Hi all--
I've been having problems with my audio pipeline from a remote computer to my Raspberry Pi 3. I first noticed the problem on Gstreamer 1.10.1, but it is also present on the HEAD of the 1.10 branch. The minimal pipelines I've found to reproduce this are: (remote computer): gst-launch-1.0 audiotestsrc ! opusenc ! rtpopuspay ! udpsink host=<IP of RPi> port=5555 (RPi, connected via WiFi, which might be important to introduce packet loss/latency?): GST_DEBUG=4 gst-launch-1.0 udpsrc port=5555 caps="application/x-rtp" ! rtpopusdepay ! opusdec ! audioconvert ! pulsesink The audio crackles a bit, eventually stops completely, and never recovers. I see log messages like this: 0:00:03.822817883 1616 0xcd9260 WARN audiobasesink gstaudiobasesink.c:1512:gst_audio_base_sink_skew_slaving:<pulsesink0> correct clock skew -0:00:00.020306372 < -+0:00:00.020000000 0:00:06.345903418 1616 0xcd9260 WARN audiobasesink gstaudiobasesink.c:1484:gst_audio_base_sink_skew_slaving:<pulsesink0> correct clock skew +0:00:00.020106622 > +0:00:00.020000000 0:00:18.374848155 1616 0x70b01320 WARN pulse pulsesink.c:702:gst_pulsering_stream_underflow_cb:<pulsesink0> Got underflow 0:00:18.680042928 1616 0x70b01320 WARN pulse pulsesink.c:702:gst_pulsering_stream_underflow_cb:<pulsesink0> Got underflow 0:00:18.708299984 1616 0xcd9260 WARN audiobasesink gstaudiobasesink.c:1807:gst_audio_base_sink_get_alignment:<pulsesink0> Unexpected discontinuity in audio timestamps of +0:00:00.082708333, resyncing This pipeline didn't seem to give me trouble on earlier versions of GStreamer (around 1.9). Any ideas what could be causing the issues? I've tried adding queues and jitterbuffers, which seem to help somewhat, but eventually I get the same stalling behavior. Thanks, -Zac |
On Tue, 2016-12-20 at 09:29 -0800, zacattackcit wrote:
> Hi all-- > > I've been having problems with my audio pipeline from a remote computer to > my Raspberry Pi 3. I first noticed the problem on Gstreamer 1.10.1, but it > is also present on the HEAD of the 1.10 branch. > [...] What is the exact last version that is known to work for you? We should try to find the change that broke it for you. Also you should usually have an rtpjitterbuffer between the udpsrc and the depayloader. -- Sebastian Dröge, Centricular Ltd · http://www.centricular.com _______________________________________________ gstreamer-devel mailing list [hidden email] https://lists.freedesktop.org/mailman/listinfo/gstreamer-devel signature.asc (981 bytes) Download Attachment |
Sebastian--
I finally got around to testing this on previous versions of GStreamer.

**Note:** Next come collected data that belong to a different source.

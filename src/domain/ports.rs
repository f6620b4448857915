use crate::error::Result;
use async_trait::async_trait;

/// Destination for routed record payloads (a success or failure queue).
#[async_trait]
pub trait RecordSink: Send + Sync {
    async fn send(&self, payload: Vec<u8>) -> Result<()>;

    async fn flush(&self) -> Result<()> {
        Ok(())
    }
}

pub type RecordSinkBox = Box<dyn RecordSink>;
/// Mean Earth radius in kilometers.
pub const EARTH_RADIUS_KM: f64 = 6371.0;

/// Great-circle distance in meters between two latitude/longitude points.
///
/// Uses the Haversine formula on a sphere of radius [`EARTH_RADIUS_KM`].
/// Coordinates are not range-checked: a latitude above 90 still yields a number.
pub fn haversine_distance(lat1: f64, lon1: f64, lat2: f64, lon2: f64) -> f64 {
    let d_lat = (lat2 - lat1).to_radians();
    let d_lon = (lon2 - lon1).to_radians();

    let a = (d_lat / 2.0).sin().powi(2)
        + lat1.to_radians().cos() * lat2.to_radians().cos() * (d_lon / 2.0).sin().powi(2);
    // Rounding can push `a` just outside [0, 1], which would make a sqrt NaN.
    let a = a.clamp(0.0, 1.0);
    let c = 2.0 * a.sqrt().atan2((1.0 - a).sqrt());

    EARTH_RADIUS_KM * c * 1000.0
}

/// A position expressed in decimal degrees.
#[derive(Debug, Clone, Copy, PartialEq)]
pub struct GeoPoint {
    pub latitude: f64,
    pub longitude: f64,
}

impl GeoPoint {
    pub fn new(latitude: f64, longitude: f64) -> Self {
        Self {
            latitude,
            longitude,
        }
    }

    /// Distance in meters to `other`.
    pub fn distance_to(&self, other: &GeoPoint) -> f64 {
        haversine_distance(self.latitude, self.longitude, other.latitude, other.longitude)
    }
}
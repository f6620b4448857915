pub mod record_reader;
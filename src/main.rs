use clap::Parser;
use miette::{IntoDiagnostic, Result};
use std::fs::File;
use std::io::{self, BufRead, BufReader, IsTerminal};
use std::num::NonZeroUsize;
use std::path::{Path, PathBuf};
use std::sync::Arc;
use tokio::task::JoinSet;
use tracing::{debug, info};
use tracing_subscriber::EnvFilter;
use travelproc::Outcome;
use travelproc::application::processor::TravelProcessor;
use travelproc::domain::ports::RecordSinkBox;
use travelproc::domain::record::EXPECTED_CONTENT_TYPE;
use travelproc::infrastructure::in_memory::DiscardSink;
use travelproc::infrastructure::ndjson::NdjsonSink;
use travelproc::interfaces::json::record_reader::{RecordReader, read_document};

type Payload = travelproc::error::Result<Vec<u8>>;

#[derive(Parser)]
#[command(author, version, about, long_about = None)]
struct Cli {
    /// Input files of newline-delimited trip records (`-` for stdin)
    #[arg(required = true)]
    inputs: Vec<PathBuf>,

    /// Treat each input file as a single JSON record
    #[arg(long)]
    whole_file: bool,

    /// Write priced records here instead of stdout
    #[arg(long)]
    success: Option<PathBuf>,

    /// Write rejected records, unchanged, to this file. Dropped if not set.
    #[arg(long)]
    failure: Option<PathBuf>,

    /// Number of records transformed concurrently. Output order is kept only when 1.
    #[arg(long, default_value = "1")]
    concurrency: NonZeroUsize,
}

fn init_tracing() {
    let filter = EnvFilter::try_from_default_env().unwrap_or_else(|_| EnvFilter::new("info"));
    tracing_subscriber::fmt()
        .with_env_filter(filter)
        .with_writer(io::stderr)
        .with_ansi(io::stderr().is_terminal())
        .init();
}

fn open_input(path: &Path) -> Result<Box<dyn BufRead>> {
    if path.as_os_str() == "-" {
        Ok(Box::new(io::stdin().lock()))
    } else {
        let file = File::open(path).into_diagnostic()?;
        Ok(Box::new(BufReader::new(file)))
    }
}

/// Lazily yields the payloads of one input, either per line or as one document.
fn payloads(path: &Path, whole_file: bool) -> Result<Box<dyn Iterator<Item = Payload>>> {
    let source = open_input(path)?;
    if whole_file {
        Ok(Box::new(std::iter::once(read_document(source))))
    } else {
        Ok(Box::new(RecordReader::new(source).records()))
    }
}

#[tokio::main]
async fn main() -> Result<()> {
    init_tracing();
    let cli = Cli::parse();

    let success: RecordSinkBox = match &cli.success {
        Some(path) => Box::new(NdjsonSink::create(path).into_diagnostic()?),
        None => Box::new(NdjsonSink::stdout()),
    };
    let failure: RecordSinkBox = match &cli.failure {
        Some(path) => Box::new(NdjsonSink::create(path).into_diagnostic()?),
        None => Box::new(DiscardSink),
    };
    let processor = Arc::new(TravelProcessor::new(success, failure));
    let limit = cli.concurrency.get();

    let mut in_flight: JoinSet<travelproc::error::Result<Outcome>> = JoinSet::new();
    for input in &cli.inputs {
        debug!(input = %input.display(), content_type = EXPECTED_CONTENT_TYPE, "reading records");
        for payload in payloads(input, cli.whole_file)? {
            let payload = payload.into_diagnostic()?;
            if limit == 1 {
                processor.process_record(payload).await.into_diagnostic()?;
                continue;
            }
            if in_flight.len() >= limit
                && let Some(joined) = in_flight.join_next().await
            {
                joined.into_diagnostic()?.into_diagnostic()?;
            }
            let processor = Arc::clone(&processor);
            in_flight.spawn(async move { processor.process_record(payload).await });
        }
    }
    while let Some(joined) = in_flight.join_next().await {
        joined.into_diagnostic()?.into_diagnostic()?;
    }

    let summary = processor.finish().await.into_diagnostic()?;
    info!(
        "processed {} records ({} succeeded, {} failed)",
        summary.total(),
        summary.succeeded,
        summary.failed
    );

    Ok(())
}
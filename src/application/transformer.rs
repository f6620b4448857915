use crate::domain::geo::GeoPoint;
use crate::domain::record::{
    FIELD_BASE_PRICE, FIELD_CLIENT, FIELD_COMFORT, FIELD_DATA, FIELD_DRIVER, FIELD_LATITUDE,
    FIELD_LONGITUDE, Outcome, PricedTrip, TripDocument,
};
use crate::error::TransformError;
use serde_json::{Map, Value};

/// Result of transforming one record.
///
/// On failure the original payload is handed back untouched together with the reason.
#[derive(Debug)]
pub enum Transformed {
    Success(Vec<u8>),
    Failure {
        original: Vec<u8>,
        error: TransformError,
    },
}

impl Transformed {
    pub fn outcome(&self) -> Outcome {
        match self {
            Transformed::Success(_) => Outcome::Success,
            Transformed::Failure { .. } => Outcome::Failure,
        }
    }

    /// Bytes to forward downstream: the new document or the original input.
    pub fn payload(&self) -> &[u8] {
        match self {
            Transformed::Success(output) => output,
            Transformed::Failure { original, .. } => original,
        }
    }

    pub fn into_parts(self) -> (Vec<u8>, Outcome) {
        match self {
            Transformed::Success(output) => (output, Outcome::Success),
            Transformed::Failure { original, .. } => (original, Outcome::Failure),
        }
    }
}

/// Enriches one trip record with its distance and price.
///
/// Never panics and never returns partial output: either the full priced document
/// comes back as [`Transformed::Success`], or the input is returned as-is.
pub fn transform(input: Vec<u8>) -> Transformed {
    match try_transform(&input) {
        Ok(output) => Transformed::Success(output),
        Err(error) => Transformed::Failure {
            original: input,
            error,
        },
    }
}

/// Fallible core of [`transform`].
pub fn try_transform(input: &[u8]) -> Result<Vec<u8>, TransformError> {
    let root: Value = serde_json::from_slice(input)?;

    let entry = root
        .get(FIELD_DATA)
        .and_then(Value::as_array)
        .and_then(|data| data.first())
        .ok_or_else(|| TransformError::MissingFieldError("data[0]".to_string()))?;
    let entry = as_object(entry, "data[0]")?;

    let base_price = require_f64(entry, FIELD_BASE_PRICE, FIELD_BASE_PRICE)?;

    let client = require_object(entry, FIELD_CLIENT)?;
    let driver = require_object(entry, FIELD_DRIVER)?;
    let client_position = GeoPoint::new(
        require_f64(client, FIELD_LATITUDE, "properties-client.latitude")?,
        require_f64(client, FIELD_LONGITUDE, "properties-client.longitude")?,
    );
    let driver_position = GeoPoint::new(
        require_f64(driver, FIELD_LATITUDE, "properties-driver.latitude")?,
        require_f64(driver, FIELD_LONGITUDE, "properties-driver.longitude")?,
    );

    let comfort = match entry.get(FIELD_COMFORT) {
        None | Some(Value::Null) => "",
        Some(Value::String(comfort)) => comfort.as_str(),
        Some(other) => {
            return Err(TransformError::TypeError {
                field: FIELD_COMFORT.to_string(),
                expected: "a string",
                found: kind(other),
            });
        }
    };

    let distance = client_position.distance_to(&driver_position);
    if !distance.is_finite() {
        return Err(TransformError::NumericError("distance"));
    }
    let travel_price = distance * base_price;
    if !travel_price.is_finite() {
        return Err(TransformError::NumericError("prix_travel"));
    }

    let document = TripDocument {
        data: [PricedTrip {
            client,
            distance,
            driver,
            prix_base_per_km: base_price,
            confort: comfort,
            prix_travel: travel_price,
        }],
    };

    Ok(serde_json::to_vec(&document)?)
}

fn as_object<'a>(value: &'a Value, path: &str) -> Result<&'a Map<String, Value>, TransformError> {
    value.as_object().ok_or_else(|| TransformError::TypeError {
        field: path.to_string(),
        expected: "an object",
        found: kind(value),
    })
}

fn require_object<'a>(
    parent: &'a Map<String, Value>,
    field: &str,
) -> Result<&'a Map<String, Value>, TransformError> {
    let value = parent
        .get(field)
        .ok_or_else(|| TransformError::MissingFieldError(field.to_string()))?;
    as_object(value, field)
}

/// Reads a required number. Strings such as `"2"` are rejected rather than coerced.
fn require_f64(
    parent: &Map<String, Value>,
    field: &str,
    path: &str,
) -> Result<f64, TransformError> {
    let value = parent
        .get(field)
        .ok_or_else(|| TransformError::MissingFieldError(path.to_string()))?;
    value.as_f64().ok_or_else(|| TransformError::TypeError {
        field: path.to_string(),
        expected: "a number",
        found: kind(value),
    })
}

fn kind(value: &Value) -> &'static str {
    match value {
        Value::Null => "null",
        Value::Bool(_) => "a boolean",
        Value::Number(_) => "a number",
        Value::String(_) => "a string",
        Value::Array(_) => "an array",
        Value::Object(_) => "an object",
    }
}
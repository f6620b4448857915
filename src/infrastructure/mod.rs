//! Concrete `RecordSink` implementations.

pub mod in_memory;
pub mod ndjson;
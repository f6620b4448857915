use crate::error::Result;
use std::io::{BufRead, Read};

/// Reads raw record payloads from newline-delimited JSON.
///
/// Payloads are handed out as bytes without being parsed: a record that turns out
/// to be invalid must reach the failure output exactly as it was read.
pub struct RecordReader<R: BufRead> {
    source: R,
}

impl<R: BufRead> RecordReader<R> {
    /// Creates a new `RecordReader` from any buffered source (e.g. `BufReader<File>`, `StdinLock`).
    pub fn new(source: R) -> Self {
        Self { source }
    }

    /// Returns an iterator that lazily yields one payload per non-blank line.
    ///
    /// The line terminator (`\n` or `\r\n`) is stripped; nothing else is touched.
    pub fn records(self) -> impl Iterator<Item = Result<Vec<u8>>> {
        let mut source = self.source;
        std::iter::from_fn(move || {
            loop {
                let mut line = Vec::new();
                match source.read_until(b'\n', &mut line) {
                    Ok(0) => return None,
                    Ok(_) => {
                        if line.last() == Some(&b'\n') {
                            line.pop();
                            if line.last() == Some(&b'\r') {
                                line.pop();
                            }
                        }
                        if line.iter().all(u8::is_ascii_whitespace) {
                            continue;
                        }
                        return Some(Ok(line));
                    }
                    Err(e) => return Some(Err(e.into())),
                }
            }
        })
    }
}

/// Reads an entire source as a single payload.
pub fn read_document<R: Read>(mut source: R) -> Result<Vec<u8>> {
    let mut payload = Vec::new();
    source.read_to_end(&mut payload)?;
    Ok(payload)
}
//! Error types for the benchmark driver.

use std::path::PathBuf;

/// All errors that can occur while preparing or reporting a run.
#[derive(Debug, thiserror::Error)]
pub enum Error {
    #[error("config error: {0}")]
    Config(String),

    #[error("failed to read config file {path}: {source}")]
    ConfigRead {
        path: PathBuf,
        source: std::io::Error,
    },

    #[error("failed to parse config: {0}")]
    ConfigParse(#[from] toml::de::Error),

    #[error("failed to encode report: {0}")]
    Report(#[from] serde_json::Error),
}

pub type Result<T> = std::result::Result<T, Error>;
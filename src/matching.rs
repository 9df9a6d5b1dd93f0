//! Matching engine: the core algorithm for executing fills.
//!
//! The matching engine implements price-time priority:
//! 1. Better prices match first (higher bids, lower asks)
//! 2. At the same price, earlier orders match first (FIFO)
//! 3. Fills execute at the resting order's price

use crate::{Fill, Level, Order, OrderBook, Stats};

/// Effects of matching one incoming order against the book.
#[derive(Clone, Debug, Default)]
pub(crate) struct MatchResult {
    /// Resting orders touched, in match order
    pub fills: Vec<Fill>,
    /// Counter increments produced by this match
    pub stats: Stats,
}

impl OrderBook {
    /// Match an incoming order against the opposite side.
    ///
    /// Walks levels best-first until the incoming order is exhausted, the
    /// side is empty, or the best level no longer crosses. Emptied levels
    /// are removed as soon as they drain.
    ///
    /// The incoming order is NOT added to the book; `submit` decides what
    /// happens to any residual.
    pub(crate) fn match_order(&mut self, incoming: &mut Order) -> MatchResult {
        let mut result = MatchResult::default();

        while incoming.quantity > 0 {
            let opposite = self.opposite_side_mut(incoming.side);
            let Some(level) = opposite.best_level_mut() else {
                break; // No liquidity
            };

            let price = level.price();
            if !incoming
                .order_type
                .crosses(incoming.side, incoming.price, price)
            {
                break; // Worse levels cannot cross either
            }

            match_at_level(level, incoming, &mut result);
            opposite.remove_if_empty(price);
        }

        if incoming.is_filled() {
            result.stats.filled_orders += 1;
        }
        result
    }
}

/// Drain a level from the head until it empties or the incoming order is
/// exhausted. A partially filled head keeps its place.
fn match_at_level(level: &mut Level, incoming: &mut Order, result: &mut MatchResult) {
    let price = level.price();

    while incoming.quantity > 0 {
        let Some(head) = level.front() else {
            break;
        };
        let fill_qty = incoming.quantity.min(head.quantity);

        let Some((resting_order_id, resting_left)) = level.fill_front(fill_qty) else {
            break;
        };
        incoming.fill(fill_qty);

        let resting_filled = resting_left == 0;
        result.fills.push(Fill {
            resting_order_id,
            price,
            quantity: fill_qty,
            resting_filled,
        });
        result.stats.trades += 1;
        result.stats.filled_quantity += fill_qty;
        if resting_filled {
            result.stats.filled_orders += 1;
        }
    }
}
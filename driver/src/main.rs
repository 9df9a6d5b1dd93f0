//! CLI entry point for the fifobook benchmark driver.

use std::path::PathBuf;
use std::process;

use clap::Parser;

use fifobook_driver::config::BenchConfig;
use fifobook_driver::error::Error;
use fifobook_driver::run;

#[derive(Parser)]
#[command(name = "fifobook-bench")]
#[command(about = "Submit a seeded random order stream and report matching counters")]
#[command(version)]
struct Cli {
    /// Path to a TOML config file (defaults are used when omitted)
    #[arg(long)]
    config: Option<PathBuf>,

    /// Number of orders to submit
    #[arg(long)]
    orders: Option<u64>,

    /// Percentage of market orders, 0-100
    #[arg(long)]
    market_pct: Option<u32>,

    /// RNG seed
    #[arg(long)]
    seed: Option<u64>,

    /// Centre of the limit price band
    #[arg(long, allow_hyphen_values = true)]
    price_base: Option<i64>,

    /// Half-width of the limit price band
    #[arg(long)]
    price_drift: Option<i64>,

    /// Largest order quantity
    #[arg(long)]
    max_qty: Option<u64>,

    /// Print the report as JSON
    #[arg(long)]
    json: bool,
}

impl Cli {
    fn resolve_config(&self) -> Result<BenchConfig, Error> {
        let mut config = match &self.config {
            Some(path) => BenchConfig::load(path)?,
            None => BenchConfig::default(),
        };
        if let Some(orders) = self.orders {
            config.orders = orders;
        }
        if let Some(pct) = self.market_pct {
            config.market_pct = pct;
        }
        if let Some(seed) = self.seed {
            config.seed = seed;
        }
        if let Some(base) = self.price_base {
            config.price_base = base;
        }
        if let Some(drift) = self.price_drift {
            config.price_drift = drift;
        }
        if let Some(max_qty) = self.max_qty {
            config.max_qty = max_qty;
        }
        config.validate()?;
        Ok(config)
    }
}

fn main() {
    env_logger::Builder::from_env(env_logger::Env::default().default_filter_or("info"))
        .format_timestamp_secs()
        .init();

    let cli = Cli::parse();

    let config = match cli.resolve_config() {
        Ok(c) => c,
        Err(e) => {
            eprintln!("Error loading config: {e}");
            process::exit(1);
        }
    };

    log::debug!("config: {config:?}");
    let report = run(&config);

    if cli.json {
        match serde_json::to_string_pretty(&report) {
            Ok(json) => println!("{json}"),
            Err(e) => {
                eprintln!("Error: {}", Error::from(e));
                process::exit(1);
            }
        }
    } else {
        println!("{report}");
    }
}
//! Event log for deterministic replay.
//!
//! Every order passed to `submit` is recorded as it arrived (with its
//! assigned sequence number). Replaying the log on a fresh book
//! reproduces the counters and resting state exactly.

use crate::{Order, OrderBook};

impl OrderBook {
    /// Replay recorded orders to reconstruct book state.
    ///
    /// Creates a new book and submits every order in sequence. Sequence
    /// numbers carried by the orders are ignored and reassigned.
    pub fn replay(events: &[Order]) -> Self {
        let mut book = Self::new();
        for order in events {
            book.submit(order.clone());
        }
        book
    }

    /// Get all recorded submissions, oldest first.
    pub fn events(&self) -> &[Order] {
        &self.events
    }

    /// Clear the event log.
    ///
    /// Book state is untouched; a later replay then starts from the
    /// first submission recorded after the clear.
    pub fn clear_events(&mut self) {
        self.events.clear();
    }
}
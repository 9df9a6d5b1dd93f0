//! Order type: controls price bounding and residual disposal

use std::fmt;

use crate::{Price, Side};

/// How an order is bounded while matching and what happens to its residual.
#[derive(Clone, Copy, Debug, Default, PartialEq, Eq, Hash)]
#[cfg_attr(feature = "serde", derive(serde::Serialize, serde::Deserialize))]
pub enum OrderType {
    /// Matches only at prices at least as good as its own.
    /// Unmatched residual rests on the book.
    #[default]
    Limit,

    /// Matches at any price. Unmatched residual is discarded.
    Market,
}

impl OrderType {
    /// Returns true if an unmatched residual of this type rests on the book.
    #[inline]
    pub fn can_rest(self) -> bool {
        matches!(self, OrderType::Limit)
    }

    /// Returns true if an incoming order of this type crosses a resting
    /// level at `resting_price`.
    ///
    /// - Market always crosses
    /// - Limit buy crosses if `resting_price <= limit`
    /// - Limit sell crosses if `resting_price >= limit`
    #[inline]
    pub fn crosses(self, side: Side, limit: Price, resting_price: Price) -> bool {
        match self {
            OrderType::Market => true,
            OrderType::Limit => match side {
                Side::Buy => resting_price <= limit,
                Side::Sell => resting_price >= limit,
            },
        }
    }
}

impl fmt::Display for OrderType {
    fn fmt(&self, f: &mut fmt::Formatter<'_>) -> fmt::Result {
        match self {
            OrderType::Limit => write!(f, "LIMIT"),
            OrderType::Market => write!(f, "MARKET"),
        }
    }
}
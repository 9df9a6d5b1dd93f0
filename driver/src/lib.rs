//! Randomized benchmark driver for the `fifobook` matching engine.
//!
//! Generates a seeded order stream, submits it to a fresh book and reports
//! the book's counters along with throughput.

pub mod config;
pub mod error;
pub mod generator;
pub mod run;

pub use config::BenchConfig;
pub use error::{Error, Result};
pub use generator::OrderGenerator;
pub use run::{run, Report};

I tested 1.9.2, 1.8.0, and 1.4.4 (both compiled from source and from the Raspbian deb files). The issue was present in all versions tested, so doesn't look like a regression after all! I must have just missed it before. Adding an rtpjitterbuffer helps, but eventually (sometimes after minutes) the audio cuts out permanently, with log messages similar to those I posted above. I tried changing various properties on the rtpjitterbuffer, but none completely resolved the issue for me. I don't care so much about occasional audio crackles, but I don't want the pipeline to stall completely. Is there something else I can add to my pipeline that will prevent this? Or failing that, something that will restart things when the audio gets stalled? Thanks! |
I did some more testing with this and found a workaround for this issue. If I use alsasink the same pipeline is stable. So, it would seem the problem is somewhere in the pulsesink element. My observation that the issue is present in (at least) all the way back to 1.4.4 makes more sense now--there have only been 4 commits to pulesink.c in that time!
I'd prefer to use pulseaudio if possible, but for now my workaround is fine. |
Any other ideas on this? I'm running into limitations of ALSA in my application and would like to use pulseaudio among other things, for the nice webrtc echo cancelling package. Thank you!